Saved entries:
--- START ---
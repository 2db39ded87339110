/******************************************************************************
   Author: Joaquín Béjar García
   Email: jb@taunais.com
   Date: 27/1/26
******************************************************************************/

//! Message store trait definition.
//!
//! This module defines the abstract interface for session persistence.
//! A store owns both sequence-number counters and the bodies of sent
//! messages, keyed by sender sequence number, so the session can replay
//! them in response to a ResendRequest.

use async_trait::async_trait;
use bytes::Bytes;
use chrono::{DateTime, Utc};
use oxfix_core::error::StoreError;

/// Abstract interface for FIX session persistence.
///
/// One store instance is owned by exactly one session. Sequence reads are
/// synchronous (the coordinator consults them on every message); mutations
/// are async so persistent implementations can reach disk or a database.
#[async_trait]
pub trait MessageStore: Send + Sync {
    /// Returns the next outgoing sequence number.
    fn next_sender_seq(&self) -> u64;

    /// Returns the next expected incoming sequence number.
    fn next_target_seq(&self) -> u64;

    /// Increments the next outgoing sequence number.
    ///
    /// # Errors
    /// Returns `StoreError` if the counter cannot be persisted.
    async fn incr_next_sender_seq(&self) -> Result<(), StoreError>;

    /// Increments the next expected incoming sequence number.
    ///
    /// # Errors
    /// Returns `StoreError` if the counter cannot be persisted.
    async fn incr_next_target_seq(&self) -> Result<(), StoreError>;

    /// Sets the next outgoing sequence number.
    ///
    /// # Errors
    /// Returns `StoreError` if the counter cannot be persisted.
    async fn set_next_sender_seq(&self, seq: u64) -> Result<(), StoreError>;

    /// Sets the next expected incoming sequence number.
    ///
    /// # Errors
    /// Returns `StoreError` if the counter cannot be persisted.
    async fn set_next_target_seq(&self, seq: u64) -> Result<(), StoreError>;

    /// Stores an outgoing message body for potential resend.
    ///
    /// # Arguments
    /// * `seq_num` - The message sequence number
    /// * `body` - The encoded message bytes
    ///
    /// # Errors
    /// Returns `StoreError` if the message cannot be stored.
    async fn save_message(&self, seq_num: u64, body: &[u8]) -> Result<(), StoreError>;

    /// Stores an outgoing message body and increments the sender sequence
    /// number as one operation.
    ///
    /// # Errors
    /// Returns `StoreError` if either step fails.
    async fn save_message_and_incr_next_sender_seq(
        &self,
        seq_num: u64,
        body: &[u8],
    ) -> Result<(), StoreError> {
        self.save_message(seq_num, body).await?;
        self.incr_next_sender_seq().await
    }

    /// Retrieves stored messages for a resend request.
    ///
    /// # Arguments
    /// * `begin` - Begin sequence number (inclusive)
    /// * `end` - End sequence number (inclusive)
    ///
    /// # Returns
    /// `(seq_num, bytes)` pairs in ascending order. Sequence numbers with no
    /// stored body (administrative messages pruned by the caller, resets)
    /// are simply absent.
    ///
    /// # Errors
    /// Returns `StoreError` if messages cannot be retrieved.
    async fn get_messages(&self, begin: u64, end: u64) -> Result<Vec<(u64, Bytes)>, StoreError>;

    /// Returns the creation time of the session's persistent state.
    ///
    /// Used to detect session-time-window rollover: if the stored creation
    /// time falls in a different window than now, the session resets.
    fn creation_time(&self) -> DateTime<Utc>;

    /// Resets the store: sequence numbers back to 1, stored bodies cleared,
    /// creation time refreshed.
    ///
    /// # Errors
    /// Returns `StoreError` if the reset cannot be persisted.
    async fn reset(&self) -> Result<(), StoreError>;

    /// Refreshes in-memory state from the backing storage.
    ///
    /// # Errors
    /// Returns `StoreError` if the refresh fails.
    async fn refresh(&self) -> Result<(), StoreError> {
        Ok(())
    }
}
--- END ---
What the task requires |
Your answer should consist solely of the lines above from the line with "use oxfix_core::error::StoreError;" to the line with "cannot be stored.", both included, reproduced exactly.

Result of this task |
use oxfix_core::error::StoreError;

/// Abstract interface for FIX session persistence.
///
/// One store instance is owned by exactly one session. Sequence reads are
/// synchronous (the coordinator consults them on every message); mutations
/// are async so persistent implementations can reach disk or a database.
#[async_trait]
pub trait MessageStore: Send + Sync {
    /// Returns the next outgoing sequence number.
    fn next_sender_seq(&self) -> u64;

    /// Returns the next expected incoming sequence number.
    fn next_target_seq(&self) -> u64;

    /// Increments the next outgoing sequence number.
    ///
    /// # Errors
    /// Returns `StoreError` if the counter cannot be persisted.
    async fn incr_next_sender_seq(&self) -> Result<(), StoreError>;

    /// Increments the next expected incoming sequence number.
    ///
    /// # Errors
    /// Returns `StoreError` if the counter cannot be persisted.
    async fn incr_next_target_seq(&self) -> Result<(), StoreError>;

    /// Sets the next outgoing sequence number.
    ///
    /// # Errors
    /// Returns `StoreError` if the counter cannot be persisted.
    async fn set_next_sender_seq(&self, seq: u64) -> Result<(), StoreError>;

    /// Sets the next expected incoming sequence number.
    ///
    /// # Errors
    /// Returns `StoreError` if the counter cannot be persisted.
    async fn set_next_target_seq(&self, seq: u64) -> Result<(), StoreError>;

    /// Stores an outgoing message body for potential resend.
    ///
    /// # Arguments
    /// * `seq_num` - The message sequence number
    /// * `body` - The encoded message bytes
    ///
    /// # Errors
    /// Returns `StoreError` if the message cannot be stored.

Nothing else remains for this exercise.